American View
Personality
In Conversation With ‘New York Times’ Columnist Bari Weiss
Bari Weiss began making waves as soon as she was hired as a staff editor and writer for The New York Times opinion section in 2017. In one of her earliest pieces, “I’m Glad the Dyke March Banned Jewish Stars,” the journalist, 34, focused on what she regards as the danger of intersectionality—particularly for Jews who, even in a world rife with anti-Semitism, are not seen as victims in part because Israel is viewed as an oppressor.
Weiss, who lives in Manhattan, refers to herself as politically heterodox, and in her sharp, cleverly written columns, does not hesitate to tackle provocative ideas—from sexism and sexual misconduct to the monopoly that Israel’s rabbinate has over marriage. She says she is “really bored by and not concerned with labels” in both politics and religion.
Occasionally, Weiss’s articles are personal. The Pittsburgh native wrote a moving op-ed in November after the Squirrel Hill massacre in the synagogue where she became a bat mitzvah. Whatever topic she tackles, Weiss’s columns are rooted in her deeply Jewish view of the world. Before the Times, she worked at The Wall Street Journal and at Tablet, the online Jewish publication. This interview has been edited for brevity and clarity.
What balance do you seek to strike between your Jewish identity and your job at the newspaper?
I don’t. The amazing privilege of being a Jewish woman in 21st-century
America—I count myself among the luckiest Jews in history—is that I don’t ever think about checking my Jewish identity at the door of any space I enter. If that’s what’s being asked of me, then I know that’s not a room I want to be in. One of the wonderful surprises about writing about topics like Yom Kippur and mortality for the Times is how much readers seem to relish those pieces.
What is your Jewish life like, week to week?

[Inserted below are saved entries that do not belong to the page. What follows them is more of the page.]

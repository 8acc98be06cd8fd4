// marque-core-client/marque-core-client
//
// Copyright: 2025, Marque Maintainers
// License: Mozilla Public License v2.0 (MPL v2.0)

use chrono::{DateTime, Utc};
use serde::{Deserialize, Serialize};

use crate::domain::shared::models::UserId;

/// Well-known channel name shared by every tab of the origin.
pub const TAB_SYNC_CHANNEL: &str = "bookmarks-sync";

/// Fire-and-forget "data changed for user X" broadcast between tabs. No
/// acknowledgment, no ordering guarantee beyond same-process delivery order.
#[derive(Debug, Clone, PartialEq, Serialize, Deserialize)]
#[serde(rename_all = "camelCase")]
pub struct TabSignal {
    pub user_id: UserId,
    /// Milliseconds since the Unix epoch, per the channel's wire contract.
    #[serde(with = "chrono::serde::ts_milliseconds")]
    pub timestamp: DateTime<Utc>,
}
// marque-core-client/marque-core-client
//
// Copyright: 2025, Marque Maintainers
// License: Mozilla Public License v2.0 (MPL v2.0)

pub use crate::domain::bookmarks::models::{
    Bookmark, BookmarkChangeEvent, BookmarkChangeType, CreateBookmarkRequest, SyncState,
    ValidationError,
};
pub use crate::domain::shared::models::{BookmarkId, Subscription, UserId};
pub use crate::domain::sync::models::{TabSignal, TAB_SYNC_CHANNEL};
// marque-core-client/marque-core-client
//
// Copyright: 2025, Marque Maintainers
// License: Mozilla Public License v2.0 (MPL v2.0)

use std::collections::HashMap;
use std::sync::atomic::{AtomicU64, Ordering};
use std::sync::Arc;

use anyhow::Result;
use async_trait::async_trait;
use parking_lot::RwLock;

use crate::domain::shared::models::Subscription;
use crate::domain::sync::models::TabSignal;
use crate::domain::sync::services::{TabSignalHandler, TabSyncService};

type ChannelSubscribers = Arc<RwLock<HashMap<String, HashMap<u64, (u64, TabSignalHandler)>>>>;

/// In-process stand-in for the origin-wide broadcast surface: every channel
/// handed out by the same hub with the same name reaches the same listeners.
/// One hub models one origin.
#[derive(Clone, Default)]
pub struct LocalTabSyncHub {
    subscribers: ChannelSubscribers,
    next_subscriber_id: Arc<AtomicU64>,
}

impl LocalTabSyncHub {
    pub fn new() -> Self {
        Self::default()
    }

    pub fn channel(&self, name: impl Into<String>) -> LocalTabSyncChannel {
        LocalTabSyncChannel {
            name: name.into(),
            channel_id: self.next_subscriber_id.fetch_add(1, Ordering::SeqCst),
            subscribers: self.subscribers.clone(),
            next_subscriber_id: self.next_subscriber_id.clone(),
        }
    }
}

pub struct LocalTabSyncChannel {
    name: String,
    /// Distinguishes this handle from its siblings so a broadcast skips
    /// subscriptions made through the broadcasting handle itself.
    channel_id: u64,
    subscribers: ChannelSubscribers,
    next_subscriber_id: Arc<AtomicU64>,
}

#[async_trait]
impl TabSyncService for LocalTabSyncChannel {
    async fn broadcast(&self, signal: TabSignal) {
        let handlers = self
            .subscribers
            .read()
            .get(&self.name)
            .map(|subscribers| {
                subscribers
                    .values()
                    .filter(|(channel_id, _)| channel_id != &self.channel_id)
                    .map(|(_, handler)| handler.clone())
                    .collect::<Vec<_>>()
            })
            .unwrap_or_default();

        for handler in handlers {
            handler(signal.clone()).await
        }
    }

    fn subscribe(&self, handler: TabSignalHandler) -> Result<Subscription> {
        let id = self.next_subscriber_id.fetch_add(1, Ordering::SeqCst);
        self.subscribers
            .write()
            .entry(self.name.clone())
            .or_default()
            .insert(id, (self.channel_id, handler));

        let subscribers = self.subscribers.clone();
        let name = self.name.clone();
        Ok(Subscription::new(move || {
            if let Some(channel) = subscribers.write().get_mut(&name) {
                channel.remove(&id);
            }
        }))
    }
}
// marque-core-client/marque-core-client
//
// Copyright: 2025, Marque Maintainers
// License: Mozilla Public License v2.0 (MPL v2.0)

use std::sync::Arc;

use crate::app::deps::app_context::AppContext;
use crate::app::event_handlers::{ClientEventDispatcherTrait, StoreEventHandlerQueue};
use crate::domain::bookmarks::repos::BookmarksRepository;
use crate::domain::bookmarks::services::{BookmarkStoreService, BookmarksDomainService};
use crate::domain::sync::services::TabSyncService;
use crate::util::TimeProvider;

pub(crate) type DynAppContext = Arc<AppContext>;
pub(crate) type DynBookmarkStoreService = Arc<dyn BookmarkStoreService>;
pub(crate) type DynBookmarksDomainService = Arc<dyn BookmarksDomainService>;
pub(crate) type DynBookmarksRepository = Arc<dyn BookmarksRepository>;
pub(crate) type DynClientEventDispatcher = Arc<dyn ClientEventDispatcherTrait>;
pub(crate) type DynStoreEventHandlerQueue = Arc<StoreEventHandlerQueue>;
pub(crate) type DynTabSyncService = Arc<dyn TabSyncService>;
pub(crate) type DynTimeProvider = Arc<dyn TimeProvider>;

pub struct AppDependencies {
    pub bookmark_store_service: DynBookmarkStoreService,
    pub bookmarks_domain_service: DynBookmarksDomainService,
    pub bookmarks_repo: DynBookmarksRepository,
    pub client_event_dispatcher: DynClientEventDispatcher,
    pub ctx: DynAppContext,
    pub store_event_handler_queue: DynStoreEventHandlerQueue,
    pub tab_sync_service: DynTabSyncService,
    pub time_provider: DynTimeProvider,
}
// marque-core-client/marque-core-client
//
// Copyright: 2025, Marque Maintainers
// License: Mozilla Public License v2.0 (MPL v2.0)

use anyhow::Result;

use crate::app::deps::{AppDependencies, DynBookmarksDomainService, DynBookmarksRepository};
use crate::dtos::{Bookmark, BookmarkId, CreateBookmarkRequest, SyncState};

pub struct BookmarksService {
    bookmarks_domain_service: DynBookmarksDomainService,
    bookmarks_repo: DynBookmarksRepository,
}

impl From<&AppDependencies> for BookmarksService {
    fn from(deps: &AppDependencies) -> Self {
        BookmarksService {
            bookmarks_domain_service: deps.bookmarks_domain_service.clone(),
            bookmarks_repo: deps.bookmarks_repo.clone(),
        }
    }
}

impl BookmarksService {
    /// The authoritative snapshot, newest first.
    pub fn bookmarks(&self) -> Vec<Bookmark> {
        self.bookmarks_repo.get_all()
    }

    /// Case-insensitive substring match over title and URL. An empty or
    /// whitespace-only query returns the full snapshot.
    pub fn search_bookmarks(&self, query: &str) -> Vec<Bookmark> {
        let query = query.trim().to_lowercase();
        if query.is_empty() {
            return self.bookmarks();
        }

        self.bookmarks_repo
            .get_all()
            .into_iter()
            .filter(|bookmark| {
                bookmark.title.to_lowercase().contains(&query)
                    || bookmark.url.as_str().to_lowercase().contains(&query)
            })
            .collect()
    }

    pub fn sync_state(&self) -> SyncState {
        self.bookmarks_domain_service.sync_state()
    }

    pub async fn create_bookmark(&self, request: CreateBookmarkRequest) -> Result<Bookmark> {
        self.bookmarks_domain_service
            .create_bookmark(request.title(), request.url())
            .await
    }

    pub async fn delete_bookmark(&self, id: &BookmarkId) -> Result<()> {
        self.bookmarks_domain_service.delete_bookmark(id).await
    }

    pub async fn refresh_bookmarks(&self) -> Result<()> {
        self.bookmarks_domain_service.refresh_bookmarks().await
    }
}
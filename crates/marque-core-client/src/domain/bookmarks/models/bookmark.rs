// marque-core-client/marque-core-client
//
// Copyright: 2025, Marque Maintainers
// License: Mozilla Public License v2.0 (MPL v2.0)

use chrono::{DateTime, Utc};
use serde::{Deserialize, Serialize};
use url::Url;

use crate::domain::shared::models::{BookmarkId, UserId};

/// One saved link, as persisted by the remote store. Rows are never updated
/// in place; they are created and deleted only.
#[derive(Debug, Clone, PartialEq, Serialize, Deserialize)]
pub struct Bookmark {
    /// Store-assigned identifier.
    pub id: BookmarkId,
    /// The owning user. A bookmark is visible to its owner only; the store
    /// enforces this, not the client.
    pub user_id: UserId,
    /// Non-empty trimmed text.
    pub title: String,
    /// Absolute URL.
    pub url: Url,
    /// Store-assigned creation timestamp. Collections are ordered newest-first
    /// on this field.
    pub created_at: DateTime<Utc>,
}
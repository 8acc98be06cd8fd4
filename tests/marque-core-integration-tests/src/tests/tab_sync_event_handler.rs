// marque-core-client/marque-core-integration-tests
//
// Copyright: 2025, Marque Maintainers
// License: Mozilla Public License v2.0 (MPL v2.0)

use anyhow::Result;
use mockall::predicate;
use pretty_assertions::assert_eq;

use marque_core_client::app::event_handlers::{StoreEvent, StoreEventHandler, TabSyncEventHandler};
use marque_core_client::dtos::{BookmarkChangeEvent, BookmarkChangeType, TabSignal};
use marque_core_client::test::{mock_data, MockAppDependencies};

#[tokio::test]
async fn test_consumes_tab_signals() -> Result<()> {
    let mut deps = MockAppDependencies::default();

    let signal = TabSignal {
        user_id: mock_data::user_id(),
        timestamp: mock_data::reference_date(),
    };

    deps.bookmarks_domain_service
        .expect_handle_tab_signal()
        .once()
        .with(predicate::eq(signal.clone()))
        .return_once(|_| Box::pin(async { Ok(()) }));

    let handler = TabSyncEventHandler::from(&deps.into_deps());
    assert_eq!(handler.handle_event(StoreEvent::TabSync(signal)).await?, None);

    Ok(())
}

#[tokio::test]
async fn test_passes_on_unrelated_events() -> Result<()> {
    let deps = MockAppDependencies::default();

    let event = StoreEvent::Bookmarks(BookmarkChangeEvent {
        user_id: mock_data::user_id(),
        r#type: BookmarkChangeType::Inserted,
    });

    let handler = TabSyncEventHandler::from(&deps.into_deps());
    assert_eq!(handler.handle_event(event.clone()).await?, Some(event));

    Ok(())
}
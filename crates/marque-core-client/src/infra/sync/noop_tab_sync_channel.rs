// marque-core-client/marque-core-client
//
// Copyright: 2025, Marque Maintainers
// License: Mozilla Public License v2.0 (MPL v2.0)

use anyhow::Result;
use async_trait::async_trait;

use crate::domain::shared::models::Subscription;
use crate::domain::sync::models::TabSignal;
use crate::domain::sync::services::{TabSignalHandler, TabSyncService};

/// Used where no broadcast surface exists. Signals are dropped and
/// subscriptions never fire; the live feed and manual refreshes keep the
/// client correct without it.
#[derive(Default)]
pub struct NoopTabSyncChannel {}

#[async_trait]
impl TabSyncService for NoopTabSyncChannel {
    async fn broadcast(&self, _signal: TabSignal) {}

    fn subscribe(&self, _handler: TabSignalHandler) -> Result<Subscription> {
        Ok(Subscription::empty())
    }
}
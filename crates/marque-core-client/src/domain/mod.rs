// marque-core-client/marque-core-client
//
// Copyright: 2025, Marque Maintainers
// License: Mozilla Public License v2.0 (MPL v2.0)

pub mod bookmarks;
pub mod shared;
pub mod sync;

I think of myself as a Klal Yisrael Jew [one who loves the Jewish people more than any particular expression of Judaism]. I grew up in a family where we belonged to three synagogues—Reform, Conservative and Orthodox. It was not unusual for me to read Torah at shul and then go, say, to a Chabad family for lunch before heading to basketball practice. I am a staunch egalitarian and I’m never going to agree with a committed Orthodox Jew about certain issues. But if we’re sitting together at a Shabbat table I try to ask: What points of commonality do we have? And what can I learn from that person?
Which of your Times columns do you believe has made the most impact, and why?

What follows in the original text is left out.